At high data rates like 10 Gbps, writing all packets to disk is only the first challenge, Frey said. Retrieving those packets and recreating sessions is just as difficult. "Finding the right data requires fast access if you want to get an answer to your problem in the next 15 minutes."
The amount of packets a CPX appliance captures and writes to disk -- typically on a NetApp storage array -- grows quickly for some organizations.
"[A CPX connected to] a single 10-gig link that is fully saturated will collect 200 terabytes per day. We're seeing customers looking for 30-plus days of packet capture. Now we're talking about petabytes of data," Sullivan said.
NPulse adds session analysis to front end of 10g packet capture appliance
NPulse also added a session analysis application to the front end of the CPX platform. In the past, nPulse relied on third-party software and open source software such as Wireshark to provide analysis of packet captures.

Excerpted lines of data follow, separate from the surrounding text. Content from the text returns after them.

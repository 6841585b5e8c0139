//! Heuristic page segmenter.
//!
//! Splits the raw extracted text of a PDF into per-page chunks. True page
//! boundaries are rarely recoverable from extracted text, so an ordered list
//! of strategies is tried and the first non-trivial result wins:
//!
//! 1. explicit page markers (form feeds, isolated page numbers, `Page N`,
//!    `N / M`, `- N -`),
//! 2. repeated header/footer lines,
//! 3. statistical paragraph-length balancing,
//! 4. equal-length character slices (always succeeds).
//!
//! [`adjust_to_page_count`] then forces the result to exactly the declared
//! page count by bisecting or merging. The whole pipeline is best-effort and
//! never fails; it only splits and merges, so the relative order of the
//! original text is preserved.

use once_cell::sync::Lazy;
use regex::Regex;
use std::collections::HashMap;

use crate::config::SegmenterConfig;

/// Line-shaped page markers, tried in order after the form-feed check.
static LINE_MARKERS: Lazy<Vec<Regex>> = Lazy::new(|| {
    [
        // isolated page number
        r"(?m)^[ \t]*\d{1,4}[ \t]*$",
        // "Page 3" / "Page 3 of 12"
        r"(?mi)^[ \t]*page[ \t]+\d+([ \t]+of[ \t]+\d+)?[ \t]*$",
        // "3 / 12"
        r"(?m)^[ \t]*\d+[ \t]*/[ \t]*\d+[ \t]*$",
        // "- 3 -"
        r"(?m)^[ \t]*-[ \t]*\d+[ \t]*-[ \t]*$",
    ]
    .iter()
    .map(|p| Regex::new(p).expect("static marker pattern"))
    .collect()
});

type Strategy = fn(&str, usize, &SegmenterConfig) -> Option<Vec<String>>;

/// Splits `full_text` into exactly `declared_pages` page strings.
///
/// Never fails for non-empty input; the equal-length fallback guarantees a
/// result and [`adjust_to_page_count`] guarantees the length.
pub fn segment(full_text: &str, declared_pages: usize, cfg: &SegmenterConfig) -> Vec<String> {
    let declared = declared_pages.max(1);

    let strategies: [Strategy; 4] = [
        split_on_markers,
        split_on_repeated_lines,
        split_statistically,
        split_equal_lengths,
    ];

    for strategy in strategies {
        if let Some(pages) = strategy(full_text, declared, cfg) {
            return adjust_to_page_count(pages, declared);
        }
    }

    // The equal-length fallback always returns Some; this is a safety net.
    adjust_to_page_count(vec![full_text.to_string()], declared)
}

/// Strategy 1: split on explicit page markers.
///
/// A marker pattern is accepted only when its match count is between 1 and
/// `marker_slack × declared`, a sanity bound against numbers that merely
/// occur in prose. The text before the first marker becomes page 1 if
/// non-empty; marker text itself is dropped.
fn split_on_markers(text: &str, declared: usize, cfg: &SegmenterConfig) -> Option<Vec<String>> {
    let max_matches = cfg.marker_slack.saturating_mul(declared);

    // Form feeds are the strongest signal and are checked first.
    let ff_count = text.matches('\u{0C}').count();
    if (1..=max_matches).contains(&ff_count) {
        let segments = collect_segments(text.split('\u{0C}'));
        if segments.len() >= 2 {
            return Some(segments);
        }
    }

    for re in LINE_MARKERS.iter() {
        let spans: Vec<(usize, usize)> = re.find_iter(text).map(|m| (m.start(), m.end())).collect();
        if !(1..=max_matches).contains(&spans.len()) {
            continue;
        }
        let segments = collect_segments(split_at_spans(text, &spans).into_iter());
        if segments.len() >= 2 {
            return Some(segments);
        }
    }

    None
}

/// Strategy 2: split on repeated header/footer lines.
///
/// Lines of a plausible header length that recur between 2 and `declared`
/// times are candidates; the longest few are tried as page separators.
fn split_on_repeated_lines(text: &str, declared: usize, cfg: &SegmenterConfig) -> Option<Vec<String>> {
    let mut freq: HashMap<&str, usize> = HashMap::new();
    for line in text.lines() {
        let trimmed = line.trim();
        let len = trimmed.chars().count();
        if len >= cfg.repeat_min_len && len <= cfg.repeat_max_len {
            *freq.entry(trimmed).or_default() += 1;
        }
    }

    let mut candidates: Vec<&str> = freq
        .iter()
        .filter(|(_, &count)| count >= 2 && count <= declared)
        .map(|(&line, _)| line)
        .collect();
    // Longest first; tie-break lexicographically for determinism.
    candidates.sort_by(|a, b| {
        b.chars()
            .count()
            .cmp(&a.chars().count())
            .then_with(|| a.cmp(b))
    });

    for candidate in candidates.into_iter().take(cfg.repeat_candidates) {
        let mut segments = Vec::new();
        let mut current = String::new();
        for line in text.lines() {
            if line.trim() == candidate {
                segments.push(std::mem::take(&mut current));
            } else {
                current.push_str(line);
                current.push('\n');
            }
        }
        segments.push(current);

        let segments = collect_segments(segments.iter().map(String::as_str));
        if segments.len() >= 2 {
            return Some(segments);
        }
    }

    None
}

/// Strategy 3: statistical paragraph balancing.
///
/// Greedily accumulates blank-line-delimited paragraphs into a page until it
/// reaches `length_target_ratio` of the average page length, capped at the
/// declared number of pages.
fn split_statistically(text: &str, declared: usize, cfg: &SegmenterConfig) -> Option<Vec<String>> {
    let paragraphs: Vec<&str> = text
        .split("\n\n")
        .map(str::trim)
        .filter(|p| !p.is_empty())
        .collect();
    if paragraphs.len() < 2 {
        return None;
    }

    let target = (text.len() as f64 / declared as f64) * cfg.length_target_ratio;

    let mut pages: Vec<String> = Vec::new();
    let mut current = String::new();
    for para in paragraphs {
        if !current.is_empty() && current.len() as f64 >= target && pages.len() + 1 < declared {
            pages.push(std::mem::take(&mut current));
        }
        if !current.is_empty() {
            current.push_str("\n\n");
        }
        current.push_str(para);
    }
    if !current.is_empty() {
        pages.push(current);
    }

    if pages.len() >= 2 {
        Some(pages)
    } else {
        None
    }
}

/// Strategy 4: equal-length character slices. Guaranteed to succeed; loses
/// semantic page boundaries.
fn split_equal_lengths(text: &str, declared: usize, _cfg: &SegmenterConfig) -> Option<Vec<String>> {
    let total_chars = text.chars().count();
    if total_chars == 0 {
        return Some(vec![String::new(); declared]);
    }

    let per_page = total_chars.div_ceil(declared);
    let mut offsets = vec![0usize];
    for (count, (byte, _)) in text.char_indices().enumerate() {
        if count != 0 && count % per_page == 0 {
            offsets.push(byte);
        }
    }
    offsets.push(text.len());

    Some(
        offsets
            .windows(2)
            .map(|w| text[w[0]..w[1]].to_string())
            .collect(),
    )
}

/// Forces `pages` to exactly `declared` entries: bisect the longest page at
/// its character midpoint while too few, merge the shortest page into a
/// neighbor while too many. Idempotent on input that is already the right
/// length.
pub fn adjust_to_page_count(mut pages: Vec<String>, declared: usize) -> Vec<String> {
    let declared = declared.max(1);
    if pages.is_empty() {
        pages.push(String::new());
    }

    while pages.len() < declared {
        let idx = index_of_longest(&pages);
        let page = pages.remove(idx);
        let mid = char_offset(&page, page.chars().count() / 2);
        let (head, tail) = page.split_at(mid);
        pages.insert(idx, tail.to_string());
        pages.insert(idx, head.to_string());
    }

    while pages.len() > declared {
        let idx = index_of_shortest(&pages);
        if idx + 1 < pages.len() {
            // Merge into the following neighbor.
            let next = pages.remove(idx + 1);
            let short = pages.remove(idx);
            pages.insert(idx, join_pages(&short, &next));
        } else {
            // Last index: fall back to the preceding neighbor.
            let short = pages.remove(idx);
            let prev = pages.remove(idx - 1);
            pages.insert(idx - 1, join_pages(&prev, &short));
        }
    }

    pages
}

fn collect_segments<'a>(parts: impl Iterator<Item = &'a str>) -> Vec<String> {
    parts
        .map(|s| s.trim().to_string())
        .filter(|s| !s.is_empty())
        .collect()
}

/// Returns the text between (and around) the given non-overlapping spans,
/// dropping the spans themselves.
fn split_at_spans<'a>(text: &'a str, spans: &[(usize, usize)]) -> Vec<&'a str> {
    let mut out = Vec::with_capacity(spans.len() + 1);
    let mut prev_end = 0;
    for &(start, end) in spans {
        out.push(&text[prev_end..start]);
        prev_end = end;
    }
    out.push(&text[prev_end..]);
    out
}

fn index_of_longest(pages: &[String]) -> usize {
    pages
        .iter()
        .enumerate()
        .max_by_key(|(_, p)| p.chars().count())
        .map(|(i, _)| i)
        .unwrap_or(0)
}

fn index_of_shortest(pages: &[String]) -> usize {
    pages
        .iter()
        .enumerate()
        .min_by_key(|(_, p)| p.chars().count())
        .map(|(i, _)| i)
        .unwrap_or(0)
}

fn join_pages(a: &str, b: &str) -> String {
    if a.is_empty() {
        b.to_string()
    } else if b.is_empty() {
        a.to_string()
    } else {
        format!("{} {}", a, b)
    }
}

/// Byte offset of the `nth` character, or the end of the string.
fn char_offset(s: &str, nth: usize) -> usize {
    s.char_indices().nth(nth).map(|(b, _)| b).unwrap_or(s.len())
}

"We provided a Wireshark view of the world [in previous software versions], which gets you some information. But it's a packet-level view," Sullivan said. "The world looks very different when you look at things one packet at a time than it does when you put all the packets together and start to analyze: What protocol was this session? What did the payload look like? Was there a file in there? Can I extract that file and throw it into a sandbox?"
Many packet capture vendors have been adding their own front-end analysis in recent years in order to retain customers, Frey said.
"It's one thing to capture all the data and be able to retrieve it, but the more they add direct analysis capabilities -- even if it's not deep -- it makes their products stickier and more valuable. It prevents them from being usurped by someone else who can do that data analysis."